4. Small piece of fabric for a purse lining.
6. Hand sewing needles for leather (they are different from regular hand sewing needles)
7. Small piece of cotton rope for piping ( the length is 26 cm or 10 1/4 in)
8. Glue (I use this one: The ultimate! The only non-toxic, water-based super glue), you can find it here.
9. Threads (strong polyester threads matching color)
10. Silver thread (cord) for attaching the frame
So, here are the steps to make this purse.
1. Designing the purse
I started to make the bag by creating a pattern that’s suitable for the 20cm ( 8 in) metal frame I bought on Amazon.
As you see in the images below this frame has many small holes and has to be stitched onto the purse. Have in mind that there are other types of metal frames and they can be attached to a bag differently (with glue or with special pressure), I didn’t work with those frames so I can’t tell if they are better or worse than the one I used.
These metal frames come in many sizes, shapes, and finishes.
I had to make my own pattern so my purse will be the right size to fit the frame.
If you buy the 20 cm (8 in) frame then you can skip this step and just download and print the leather purse patterns I made ( the PDF pattern has 1 cm (3/8 in) seam allowances). The pattern is in my RESOURCE LIBRARY. If you are a subscriber, you will find the password for the library in my email newsletters. if you are not a subscriber, YOU CAN SIGN UP IN THE FORM BELOW.
As the leather can’t be folded for cutting the pattern pieces and you will have to cut the pattern on a single layer – print 2 main panels and 2 side panels but only 1 bottom.
But if your frame is a different size than 20 cm then you can make your own pattern or adjust the one I made.
2. Sew a mock-up version of the purse
Make it from denim or upholstery fabric so you know what it looks like before you cut your leather. The purse actually has only 4 seams to stitch, so it will not take a lot of time to make the mock-up.
3. Cut the leather.
To prepare the leather for cutting place it flat on a table and work on a single thickness. Check the skin for imperfections before cutting. I use sharp shears to cut leather pieces but you can cut with a rotary cutter (as they usually recommend for leather).

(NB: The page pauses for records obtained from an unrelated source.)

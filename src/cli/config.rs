//! Configuration CLI command handlers

use std::path::Path;

use crate::cli::commands::{ConfigCommand, ConfigKey};
use crate::core::config::{unit_suffix_problem, Config, GroupSeparator};
use crate::error::{PointsError, Result};

/// Handle configuration commands against the file at `path`
pub fn handle_config(command: ConfigCommand, path: &Path) -> Result<()> {
    match command {
        ConfigCommand::Set { key, value } => handle_set(key, &value, path),
        ConfigCommand::Get { key } => handle_get(key, path),
        ConfigCommand::Remove { key } => handle_remove(key, path),
    }
}

/// Apply `value` for `key` to `config`
pub fn apply(config: &mut Config, key: ConfigKey, value: &str) -> Result<()> {
    match key {
        ConfigKey::UnitSuffix => {
            if let Some(problem) = unit_suffix_problem(value, config.group_separator) {
                return Err(PointsError::InvalidInput(problem));
            }
            config.unit_suffix = value.to_string();
        }
        ConfigKey::Separator => {
            let separator = GroupSeparator::from_str(value).ok_or_else(|| {
                PointsError::InvalidInput(format!(
                    "Invalid separator '{}'. Available separators: {}",
                    value,
                    GroupSeparator::all()
                        .iter()
                        .map(|s| s.name())
                        .collect::<Vec<_>>()
                        .join(", ")
                ))
            })?;
            if let Some(problem) = unit_suffix_problem(&config.unit_suffix, separator) {
                return Err(PointsError::InvalidInput(problem));
            }
            config.group_separator = separator;
        }
        ConfigKey::Placeholder => {
            if value.trim().is_empty() {
                return Err(PointsError::InvalidInput(
                    "Placeholder cannot be empty.".into(),
                ));
            }
            config.placeholder = value.to_string();
        }
        ConfigKey::Balance => {
            config.balance = value.parse().map_err(|_| {
                PointsError::InvalidInput(format!(
                    "Invalid balance '{}'. Use a whole number of points.",
                    value
                ))
            })?;
        }
        ConfigKey::Account => {
            config.account = value.to_string();
        }
    }
    Ok(())
}

/// Current value of `key` as text
pub fn describe(config: &Config, key: ConfigKey) -> String {
    match key {
        ConfigKey::UnitSuffix => config.unit_suffix.clone(),
        ConfigKey::Separator => config.group_separator.to_string(),
        ConfigKey::Placeholder => config.placeholder.clone(),
        ConfigKey::Balance => config.balance.to_string(),
        ConfigKey::Account => config.account.clone(),
    }
}

fn key_name(key: ConfigKey) -> &'static str {
    match key {
        ConfigKey::UnitSuffix => "Unit suffix",
        ConfigKey::Separator => "Separator",
        ConfigKey::Placeholder => "Placeholder",
        ConfigKey::Balance => "Balance",
        ConfigKey::Account => "Account",
    }
}

/// Handle setting a configuration value
fn handle_set(key: ConfigKey, value: &str, path: &Path) -> Result<()> {
    let mut config = Config::load_from(path)?;
    apply(&mut config, key, value)?;
    config.save_to(path)?;

    tracing::info!(key = key_name(key), "configuration updated");
    println!("{} set to: {}", key_name(key), describe(&config, key));
    Ok(())
}

/// Handle getting a configuration value
fn handle_get(key: ConfigKey, path: &Path) -> Result<()> {
    let config = Config::load_from(path)?;
    println!("{}: {}", key_name(key), describe(&config, key));
    Ok(())
}

/// Handle resetting a configuration value
fn handle_remove(key: ConfigKey, path: &Path) -> Result<()> {
    let mut config = Config::load_from(path)?;
    let defaults = Config::default();

    match key {
        ConfigKey::UnitSuffix => config.unit_suffix = defaults.unit_suffix,
        ConfigKey::Separator => config.group_separator = defaults.group_separator,
        ConfigKey::Placeholder => config.placeholder = defaults.placeholder,
        ConfigKey::Balance => config.balance = defaults.balance,
        ConfigKey::Account => config.account = defaults.account,
    }
    if let Some(problem) = unit_suffix_problem(&config.unit_suffix, config.group_separator) {
        return Err(PointsError::InvalidInput(problem));
    }
    config.save_to(path)?;

    println!(
        "{} reset to default: {}",
        key_name(key),
        describe(&config, key)
    );
    Ok(())
}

You can’t use pins to attach pattern pieces to the leather because they will leave holes in the skin. Use pattern weights or clear tape, in this case, to hold the pattern in place. I collected for many years real stone creations, so I use them as pattern weights. Use a pen to transfer pattern markings on the back of the leather.
Cut also two rectangular pieces of different color leather for piping – 30 cm x 4 cm (11 ¾ x 1 9/16 in).

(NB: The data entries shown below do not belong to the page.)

//! studypoints - points exchange for a study-group tracker
//!
//! Run without arguments to open the points screen, or use subcommands for
//! configuration and scripted keypad input.

use clap::Parser;
use tracing_subscriber::EnvFilter;

use studypoints::cli::commands::{Cli, Commands};
use studypoints::cli::{config, format, replay};
use studypoints::core::config::Config;
use studypoints::error::Result;
use studypoints::tui::App;

#[tokio::main]
async fn main() {
    // Initialize logging on stderr so command output stays clean
    let filter = EnvFilter::try_from_default_env().unwrap_or_else(|_| EnvFilter::new("warn"));

    tracing_subscriber::fmt()
        .with_env_filter(filter)
        .with_writer(std::io::stderr)
        .init();

    if let Err(e) = run().await {
        eprintln!("Error: {}", e);
        std::process::exit(1);
    }
}

async fn run() -> Result<()> {
    let cli = Cli::parse();
    let config_path = Config::resolve_path(cli.config.as_deref())?;

    match cli.command {
        // No subcommand - launch TUI mode
        None => {
            let config = Config::load_from(&config_path)?;
            let mut app = App::new(&config);
            app.run().await
        }

        Some(Commands::Config(args)) => config::handle_config(args.command, &config_path),

        Some(Commands::Format(args)) => {
            let config = Config::load_from(&config_path)?;
            format::handle_format(args, &config)
        }

        Some(Commands::Replay(args)) => {
            let config = Config::load_from(&config_path)?;
            replay::handle_replay(args, &config)
        }
    }
}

If you have a modern computerized cutting machine like Brother Scan&Cut you can scan pattern pieces of the purse and cut leather with the machine – this cutting will be just perfect. I am truly amazed by what this cutting machine can do.
4. Cut also the lining and the foam stabilizer
But here you have to be very careful – the foam stabilizer pieces have to be 1.5 cm (⅝ in) smaller than the main purse pattern pieces; I cut stabilizer pieces WITHOUT any seam allowances, and the lining has to be 1 cm (⅜ in) smaller than the main pattern (WITH seam allowances). Also, cut 2 pieces of lining fabric for a pocket – 15 x 12 cm (6 x 4 ¾ in) including seam allowances.
In the images below blue line is for the stabilizer – 1.5 cm ( 5/8 in) smaller than the main purse pattern, and the red line is for the lining – 1 cm (3/8 in) smaller than the main pattern.
This is the foam stabilizer I used for the purse – Bosal In-R-Form Unique Sew In Foam Stabilizer.
This foam stabilizer is necessary for the purse to keep the proper shape, the leather is soft.
5. Stitch the leather panels of the purse to the purse bottom.
Set up your sewing machine for stitching leather.
Teflon foot is really good for sewing leather on a regular sewing machine. It has a special coating that enables leather to pass smoothly under the foot.
I use Janome Memory Craft 6600P and it comes with an AcuFeed system which is practically a built-in walking foot. You can use other types of walking feet working with different sewing machines.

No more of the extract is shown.